Кто же прав — отец, ждавший от дочери полной откровенности и не прощающий ей молчания, скрытности, или дочь, таившая от всех свою беду и свое счастье? Нельзя здесь искать ни правого, ни виноватого.
Наташа знает свою правду: «...надо как-нибудь выстрадать наше будущее счастье: купить его какими-нибудь новыми муками. Страданием все очищается... Ох, Ваня, сколько в жизни боли!»
Человек, который никогда не мучился и не страдал, — неполноценный человек, и он может оказаться невероятно жесток: не зная страданий, он не может поверить в страдания другого человека, может принести ему боль, даже не задумываясь.

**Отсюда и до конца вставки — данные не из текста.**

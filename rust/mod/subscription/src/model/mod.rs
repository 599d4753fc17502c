pub mod customer;
pub mod publication;

pub use customer::{Customer, CustomerPatch, CustomerStatus};
pub use publication::{Frequency, Publication, PublicationPatch, PublicationType};
use std::fmt;

use paperdesk_store::Fields;
use serde::{Deserialize, Serialize};

/// A subscriber of one or more publications.
#[derive(Debug, Clone, Serialize, Deserialize, PartialEq)]
#[serde(rename_all = "camelCase")]
pub struct Customer {
    pub name: String,

    /// Postal address, single line.
    pub address: String,

    /// Phone number, formatted `(123) 456-7890` by the admin forms.
    pub phone: String,

    #[serde(default, skip_serializing_if = "Option::is_none")]
    pub email: Option<String>,

    pub status: CustomerStatus,
}

/// Account status. A payload value, not a record lifecycle state.
#[derive(Debug, Clone, Copy, Default, Serialize, Deserialize, PartialEq, Eq, Hash)]
#[serde(rename_all = "lowercase")]
pub enum CustomerStatus {
    #[default]
    Active,
    Inactive,
    Pending,
}

impl CustomerStatus {
    pub fn as_str(&self) -> &'static str {
        match self {
            CustomerStatus::Active => "active",
            CustomerStatus::Inactive => "inactive",
            CustomerStatus::Pending => "pending",
        }
    }
}

impl fmt::Display for CustomerStatus {
    fn fmt(&self, f: &mut fmt::Formatter<'_>) -> fmt::Result {
        f.write_str(self.as_str())
    }
}

/// Partial customer update. `None` keeps the current value.
#[derive(Debug, Clone, Default, PartialEq, Deserialize)]
#[serde(rename_all = "camelCase", deny_unknown_fields)]
pub struct CustomerPatch {
    pub name: Option<String>,
    pub address: Option<String>,
    pub phone: Option<String>,
    pub email: Option<String>,
    pub status: Option<CustomerStatus>,
}

impl Fields for Customer {
    type Patch = CustomerPatch;
    const ENTITY: &'static str = "customer";

    fn merge(&mut self, patch: CustomerPatch) {
        if let Some(name) = patch.name {
            self.name = name;
        }
        if let Some(address) = patch.address {
            self.address = address;
        }
        if let Some(phone) = patch.phone {
            self.phone = phone;
        }
        if let Some(email) = patch.email {
            self.email = Some(email);
        }
        if let Some(status) = patch.status {
            self.status = status;
        }
    }
}
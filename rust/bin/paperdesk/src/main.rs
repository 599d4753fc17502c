//! `paperdesk`: inspect the subscription stores from the command line.
//!
//! Stores are seeded from fixtures at startup and live only for the
//! duration of the process. `create`, `update` and `delete` act on that
//! in-process copy; nothing is written back.

mod commands;
mod config;

use std::path::PathBuf;

use clap::{Parser, Subcommand};
use tracing::info;

use commands::Output;

/// PaperDesk CLI.
#[derive(Parser, Debug)]
#[command(name = "paperdesk", about = "Subscription vendor admin CLI")]
struct Cli {
    /// Path to a TOML config file.
    #[arg(short = 'c', long = "config", global = true)]
    config: Option<PathBuf>,

    /// Directory with customers.json / publications.json fixture overrides.
    #[arg(long = "data-dir", global = true)]
    data_dir: Option<PathBuf>,

    /// Resolve every store operation immediately.
    #[arg(long = "no-latency", global = true)]
    no_latency: bool,

    /// Apply the same simulated delay (ms) to every operation.
    #[arg(long = "latency-ms", global = true)]
    latency_ms: Option<u64>,

    /// Output format: table or json.
    #[arg(long = "output", short = 'o', global = true, default_value = "table")]
    output: Output,

    #[command(subcommand)]
    command: Commands,
}

#[derive(Subcommand, Debug)]
enum Commands {
    /// List records, or show one by id.
    Get {
        /// Resource type (customers, publications).
        resource: String,
        /// Optional record id for single get.
        id: Option<u32>,
        /// Only list records matching this search term.
        #[arg(long, default_value = "", conflicts_with = "id")]
        search: String,
    },

    /// Create a record and print it.
    Create {
        /// Resource type.
        resource: String,
        /// JSON body with every field of the record.
        #[arg(long = "json")]
        json_body: String,
    },

    /// Update a record (partial JSON) and print it.
    Update {
        /// Resource type.
        resource: String,
        /// Record id.
        id: u32,
        /// JSON body with the fields to change.
        #[arg(long = "json")]
        json_body: String,
    },

    /// Delete a record.
    Delete {
        /// Resource type.
        resource: String,
        /// Record id.
        id: u32,
    },

    /// Show the billing overview.
    Billing,
}

#[tokio::main]
async fn main() -> anyhow::Result<()> {
    // Initialize logging.
    tracing_subscriber::fmt()
        .with_env_filter(
            tracing_subscriber::EnvFilter::try_from_default_env()
                .unwrap_or_else(|_| "info".into()),
        )
        .with_writer(std::io::stderr)
        .init();

    let cli = Cli::parse();

    let overrides = config::Overrides {
        data_dir: cli.data_dir,
        no_latency: cli.no_latency,
        latency_ms: cli.latency_ms,
    };
    let service_config = config::resolve(cli.config.as_deref(), overrides)?;
    if let Some(dir) = &service_config.data_dir {
        info!("Using fixture directory {}", dir.display());
    }

    let service = paperdesk_subscription::SubscriptionService::from_config(&service_config)?;

    match cli.command {
        Commands::Get { resource, id, search } => {
            commands::resource::get(&service, &resource, id, &search, cli.output).await
        }
        Commands::Create { resource, json_body } => {
            commands::resource::create(&service, &resource, &json_body, cli.output).await
        }
        Commands::Update {
            resource,
            id,
            json_body,
        } => commands::resource::update(&service, &resource, id, &json_body, cli.output).await,
        Commands::Delete { resource, id } => {
            commands::resource::delete(&service, &resource, id).await
        }
        Commands::Billing => commands::billing::show(&service, cli.output).await,
    }
}

#[cfg(test)]
mod tests {
    use super::*;

    #[test]
    fn search_conflicts_with_id() {
        let err = Cli::try_parse_from(["paperdesk", "get", "customers", "3", "--search", "foo"])
            .unwrap_err();
        assert_eq!(err.kind(), clap::error::ErrorKind::ArgumentConflict);

        assert!(Cli::try_parse_from(["paperdesk", "get", "customers", "--search", "foo"]).is_ok());
        assert!(Cli::try_parse_from(["paperdesk", "get", "customers", "3"]).is_ok());
    }

    #[test]
    fn mutation_subcommands_parse() {
        let cli = Cli::try_parse_from([
            "paperdesk",
            "--no-latency",
            "update",
            "pubs",
            "2",
            "--json",
            r#"{"price": 7}"#,
        ])
        .unwrap();
        match cli.command {
            Commands::Update { resource, id, json_body } => {
                assert_eq!(resource, "pubs");
                assert_eq!(id, 2);
                assert_eq!(json_body, r#"{"price": 7}"#);
            }
            other => panic!("unexpected command: {:?}", other),
        }

        // Create needs a body.
        assert!(Cli::try_parse_from(["paperdesk", "create", "customers"]).is_err());
    }
}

И — как ответ на мысль о страдании — Иван Петрович рассказывает, что роман ему не дается. «Я даже думаю бросить роман и придумать повесть поскорее, так, что-нибудь легонькое и грациозное и отнюдь без мрачного направления... Это уж отнюдь. Все должны веселиться и радоваться!..»

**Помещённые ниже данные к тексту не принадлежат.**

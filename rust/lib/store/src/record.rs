//! Record envelope + `Fields` trait.
//!
//! The entity payload impls `Fields` to declare its name and patch type.
//! `Record<F>` wraps the payload with the store-managed `Id` and
//! `createdAt`, which no patch can reach.

use paperdesk_core::RecordId;
use serde::{de::DeserializeOwned, Deserialize, Serialize};

/// Trait implemented by entity payloads (customer, publication, ...).
pub trait Fields: Serialize + DeserializeOwned + Clone + Send + Sync + 'static {
    /// Partial update: every field optional, `None` leaves a field as is.
    type Patch: Send + 'static;

    /// Entity name used in log lines and error messages, e.g. "customer".
    const ENTITY: &'static str;

    /// Shallow-merge `patch` over `self`.
    fn merge(&mut self, patch: Self::Patch);
}

/// One stored entity. Serialized flat: `{"Id": 1, ...fields, "createdAt": "..."}`.
#[derive(Debug, Clone, Serialize, Deserialize, PartialEq)]
#[serde(rename_all = "camelCase")]
pub struct Record<F> {
    /// Store-assigned identifier.
    #[serde(rename = "Id")]
    pub id: RecordId,

    #[serde(flatten)]
    pub fields: F,

    /// Creation timestamp (RFC 3339), never changed after create.
    pub created_at: String,
}

impl<F: Fields> Record<F> {
    pub fn new(id: RecordId, fields: F, created_at: String) -> Self {
        Self {
            id,
            fields,
            created_at,
        }
    }
}

#[cfg(test)]
pub(crate) mod tests {
    use super::*;

    // A minimal test payload (hand-built).
    #[derive(Debug, Clone, Serialize, Deserialize, PartialEq)]
    pub(crate) struct Thing {
        pub name: String,
        pub count: u32,
    }

    #[derive(Debug, Clone, Default)]
    pub(crate) struct ThingPatch {
        pub name: Option<String>,
        pub count: Option<u32>,
    }

    impl Fields for Thing {
        type Patch = ThingPatch;
        const ENTITY: &'static str = "thing";

        fn merge(&mut self, patch: ThingPatch) {
            if let Some(name) = patch.name {
                self.name = name;
            }
            if let Some(count) = patch.count {
                self.count = count;
            }
        }
    }

    pub(crate) fn thing(name: &str, count: u32) -> Thing {
        Thing {
            name: name.into(),
            count,
        }
    }

    #[test]
    fn record_serializes_flat() {
        let rec = Record::new(3, thing("Widget", 2), "2024-01-01T00:00:00.000Z".into());
        let json = serde_json::to_value(&rec).unwrap();
        assert_eq!(
            json,
            serde_json::json!({
                "Id": 3,
                "name": "Widget",
                "count": 2,
                "createdAt": "2024-01-01T00:00:00.000Z",
            })
        );
    }

    #[test]
    fn record_deserializes_fixture_shape() {
        let rec: Record<Thing> = serde_json::from_str(
            r#"{"Id": 9, "name": "Gadget", "count": 1, "createdAt": "2023-05-05T10:00:00.000Z"}"#,
        )
        .unwrap();
        assert_eq!(rec.id, 9);
        assert_eq!(rec.fields, thing("Gadget", 1));
        assert_eq!(rec.created_at, "2023-05-05T10:00:00.000Z");
    }

    #[test]
    fn merge_only_touches_patched_fields() {
        let mut t = thing("Widget", 2);
        t.merge(ThingPatch {
            count: Some(5),
            ..Default::default()
        });
        assert_eq!(t, thing("Widget", 5));
    }
}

Неожиданные и нелепые эти слова Ивана Петровича только подтверждают мысль Наташи о страдании. Как же может он сейчас написать что-то «легонькое и грациозное»? Как может добиться, чтобы все веселились и радовались, когда ему самому не до веселья и радости! Наташа правильно понимает и эти слова Ивана Петровича: «Бедный ты труженик!» — говорит она. Действительно, что еще остается, как не пожалеть человека, сломленного тягчайшей трагедией и мечтающего уйти от своего горя в творчество, — когда творчество вернее всего отражает происходящее в душе человека. Не может сейчас Иван Петрович писать ничего «легонького», не этим занята его душа.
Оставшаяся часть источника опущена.